Christopher E. Gross, MD; Ariel A. Palanca, MD; James K. DeOrio, MD

Disclosures

J Am Acad Orthop Surg. 2018;26(10):353-359. 

In This Article

Abstract and Introduction

Abstract

The design of total ankle arthroplasty systems is evolving as a result of findings from longer-term studies. Our understanding of modes of failure has increased, and surgical techniques have become more refined. Currently, five total ankle arthroplasty systems are used in the United States. The landscape has changed considerably in the decade since the latest article reviewing total ankle design was published. Some implants with acceptable intermediate results had much poorer outcomes at 7- to 10-year follow-up. As more research showing mid- to long-term outcomes is published, the design rationale and current outcomes data for each of these implants must be considered.

Introduction

The design of total ankle arthroplasty (TAA) systems is evolving. With longer term follow-up, our understanding of modes of failure has increased and surgical techniques have been refined.

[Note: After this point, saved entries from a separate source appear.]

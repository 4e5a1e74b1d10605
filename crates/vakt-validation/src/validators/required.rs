//! Required field validator

use crate::error::{ValidationError, ValidationResult};
use crate::traits::ValidationRule;
use async_trait::async_trait;
use serde_json::Value;

/// Validator that ensures a field is present and not empty
#[derive(Debug, Clone, Default)]
pub struct RequiredValidator {
    /// Custom error message
    pub message: Option<String>,
}

impl RequiredValidator {
    pub fn new() -> Self {
        Self { message: None }
    }

    pub fn with_message(message: impl Into<String>) -> Self {
        Self {
            message: Some(message.into()),
        }
    }

    /// Check if a value is considered empty
    fn is_empty(&self, value: &Value) -> bool {
        match value {
            Value::Null => true,
            Value::String(s) => s.trim().is_empty(),
            Value::Array(arr) => arr.is_empty(),
            Value::Object(obj) => obj.is_empty(),
            _ => false,
        }
    }
}

#[async_trait]
impl ValidationRule for RequiredValidator {
    async fn validate(&self, value: &Value, field: &str) -> ValidationResult<()> {
        if self.is_empty(value) {
            let message = self
                .message
                .clone()
                .unwrap_or_else(|| format!("{} is required", field));

            Err(ValidationError::with_code(field, message, "required").into())
        } else {
            Ok(())
        }
    }

    fn rule_name(&self) -> &'static str {
        "required"
    }
}

#[cfg(test)]
mod tests {
    use super::*;
    use serde_json::json;

    #[tokio::test]
    async fn rejects_null_and_blank_values() {
        let validator = RequiredValidator::new();

        for value in [json!(null), json!(""), json!("   "), json!([]), json!({})] {
            let result = validator.validate(&value, "email").await;
            assert!(result.is_err(), "expected rejection for {value}");
            assert!(result.unwrap_err().has_field("email"));
        }
    }

    #[tokio::test]
    async fn accepts_present_values() {
        let validator = RequiredValidator::new();

        // Zero and false are present values, not absences.
        for value in [json!("John"), json!(0), json!(false), json!(["tag"])] {
            assert!(validator.validate(&value, "field").await.is_ok());
        }
    }

    #[tokio::test]
    async fn custom_message_replaces_default() {
        let validator = RequiredValidator::with_message("This field cannot be empty");
        let errors = validator.validate(&Value::Null, "email").await.unwrap_err();
        assert_eq!(errors.errors[0].message, "This field cannot be empty");
        assert_eq!(errors.errors[0].code, "required");
    }
}
//! Cache middleware stages

pub mod response_cache;
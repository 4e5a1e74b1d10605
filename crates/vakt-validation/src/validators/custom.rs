//! Custom validation closures

use crate::error::ValidationResult;
use crate::traits::ValidationRule;
use async_trait::async_trait;
use serde_json::Value;
use std::sync::Arc;

type ValidationFn = Arc<dyn Fn(&Value, &str) -> ValidationResult<()> + Send + Sync>;

/// Validator wrapping a user-supplied closure.
///
/// Cross-field refinements are usually expressed with this: the schema
/// hands the whole normalized object as the value and the most specific
/// field path as the reporting target.
#[derive(Clone)]
pub struct CustomValidator {
    name: String,
    check: ValidationFn,
}

impl CustomValidator {
    pub fn new<F>(name: impl Into<String>, check: F) -> Self
    where
        F: Fn(&Value, &str) -> ValidationResult<()> + Send + Sync + 'static,
    {
        Self {
            name: name.into(),
            check: Arc::new(check),
        }
    }

    pub fn name(&self) -> &str {
        &self.name
    }
}

impl std::fmt::Debug for CustomValidator {
    fn fmt(&self, f: &mut std::fmt::Formatter<'_>) -> std::fmt::Result {
        f.debug_struct("CustomValidator")
            .field("name", &self.name)
            .finish()
    }
}

#[async_trait]
impl ValidationRule for CustomValidator {
    async fn validate(&self, value: &Value, field: &str) -> ValidationResult<()> {
        (self.check)(value, field)
    }

    fn rule_name(&self) -> &'static str {
        "custom"
    }
}
//! Numeric value validators

use crate::error::{ValidationError, ValidationResult};
use crate::traits::ValidationRule;
use async_trait::async_trait;
use serde_json::Value;

/// Validator for numeric constraints
#[derive(Debug, Clone, Default)]
pub struct NumericValidator {
    /// Minimum value (inclusive)
    pub min: Option<f64>,
    /// Maximum value (inclusive)
    pub max: Option<f64>,
    /// Allow only integers (no decimals)
    pub integer_only: bool,
    /// Custom error message
    pub message: Option<String>,
}

impl NumericValidator {
    pub fn new() -> Self {
        Self::default()
    }

    /// Set minimum value constraint
    pub fn min(mut self, min: f64) -> Self {
        self.min = Some(min);
        self
    }

    /// Set maximum value constraint
    pub fn max(mut self, max: f64) -> Self {
        self.max = Some(max);
        self
    }

    /// Set value range (min and max)
    pub fn range(mut self, min: f64, max: f64) -> Self {
        self.min = Some(min);
        self.max = Some(max);
        self
    }

    /// Require integer values only
    pub fn integer_only(mut self, integer_only: bool) -> Self {
        self.integer_only = integer_only;
        self
    }

    /// Set custom error message
    pub fn message(mut self, message: impl Into<String>) -> Self {
        self.message = Some(message.into());
        self
    }

    /// Extract a numeric value; numeric strings count
    fn get_numeric_value(&self, value: &Value) -> Option<f64> {
        match value {
            Value::Number(num) => num.as_f64(),
            Value::String(s) => s.parse::<f64>().ok(),
            _ => None,
        }
    }

    fn create_error_message(&self, field: &str, value: f64) -> String {
        if let Some(ref custom) = self.message {
            return custom.clone();
        }

        if self.integer_only && value.fract() != 0.0 {
            return format!("{} must be an integer", field);
        }

        match (self.min, self.max) {
            (Some(min), Some(max)) => format!("{} must be between {} and {}", field, min, max),
            (Some(min), None) => format!("{} must be at least {}", field, min),
            (None, Some(max)) => format!("{} must be at most {}", field, max),
            (None, None) => format!("{} has invalid numeric value: {}", field, value),
        }
    }
}

#[async_trait]
impl ValidationRule for NumericValidator {
    async fn validate(&self, value: &Value, field: &str) -> ValidationResult<()> {
        if value.is_null() {
            return Ok(());
        }

        let num = match self.get_numeric_value(value) {
            Some(n) => n,
            None => {
                return Err(ValidationError::with_code(
                    field,
                    format!("{} must be a numeric value", field),
                    "invalid_type",
                )
                .into());
            }
        };

        if !num.is_finite() {
            return Err(ValidationError::with_code(
                field,
                format!("{} must be a finite number", field),
                "invalid_number",
            )
            .into());
        }

        if self.integer_only && num.fract() != 0.0 {
            return Err(ValidationError::with_code(
                field,
                self.create_error_message(field, num),
                "not_integer",
            )
            .into());
        }

        if let Some(min) = self.min {
            if num < min {
                return Err(ValidationError::with_code(
                    field,
                    self.create_error_message(field, num),
                    "below_minimum",
                )
                .into());
            }
        }

        if let Some(max) = self.max {
            if num > max {
                return Err(ValidationError::with_code(
                    field,
                    self.create_error_message(field, num),
                    "above_maximum",
                )
                .into());
            }
        }

        Ok(())
    }

    fn rule_name(&self) -> &'static str {
        "numeric"
    }
}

Currently, five TAA systems are commonly used in the United States: INBONE (Wright Medical Group), INFINITY (Wright Medical Group), Salto Talaris (Integra Lifesciences), Scandinavian Total Ankle Replacement (STAR [Stryker]), and Trabecular Metal Total Ankle (Zimmer Biomet). Two systems have recently entered the US market: the VANTAGE (Exactech) and the Cadence (Integra LifeSciences). During the 10 years since the publication of the latest total ankle design review article,[1] the landscape has changed substantially; some implants with adequate intermediate results had much poorer outcomes at 7- to 10-year follow-up.[2,3] As more research regarding mid- to long-term outcomes becomes available, it is important to consider the design rationale and current outcome data for each of these implants.

First-generation ankle arthroplasty designs were associated with high rates of osteolysis, implant loosening, tibial and talar bone loss, and wound complications.[4–7] The second-generation designs improved on the first-generation devices, with porous metal-backed surfaces to improve osseous integration; replacement of the tibiotalar, talofibular, and medial-malleolar talar articulations; and/or improved stability with the fusion of the syndesmosis. However, these designs had complications related to syndesmotic nonunion, polyethylene wear, implant migration, and impingement.[8] Improvements in the design of third- and fourth-generation TAA systems include minimal bone resection, superior bony ingrowth, retention of ligamentous support, and anatomic balancing. In fact, several companies have also begun to invest in lines of revision ankle replacements. Furthermore, refined implantation instrumentation has allowed for superior repeatability and a more comprehensive surgical technique compared with earlier systems.